Consistent hashing routes a key to one of N backends so that adding or removing a backend remaps roughly 1/N of the keys instead of all of them. The ring (Karger 1997, Chord) costs O(log N) per lookup and gives unbalanced load without virtual nodes. Jump hash (Lamping & Veach 2014) is O(log N) lookups with no memory and perfect balance, but only supports append/remove of the last shard. Maglev (Google 2016) gives O(1) lookups, near-perfect balance, and minimal disruption — at the cost of a precomputed lookup table sized at ~65k entries per service.
Why modulo hashing breaks
The naive picker is one line: pod = pods[hash(key) % len(pods)]. It distributes load evenly when N is fixed. It is also the textbook example of why "evenly distributed" and "stable under reconfiguration" are different properties.

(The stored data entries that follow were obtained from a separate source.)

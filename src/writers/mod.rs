/*!
# Writers module
Contains the logic for writing the output files for the concordance and benchmark commands.
*/
/// Generates the plain-text concordance report
pub mod concordance_report;
/// Writes CNV records (optionally classified) as a delimited table
pub mod record_table;
/// Generates the summary file
pub mod summary;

Consider a fleet of 4 pods and 12 keys. With modulo hashing, key k goes to pod hash(k) % 4. Now add a 5th pod. Key k now goes to pod hash(k) % 5. The fraction of keys whose target pod did not change is roughly 1/5 — the keys that happened to land on the same residue under both moduli. Roughly 80% of the keys remap when you add a single pod. For a cache, that is an 80% cold-cache hit. For a sticky session router, that is 80% of in-flight sessions losing their backend. For a sharded database, that is 80% of writes routed to a pod that does not have the data yet.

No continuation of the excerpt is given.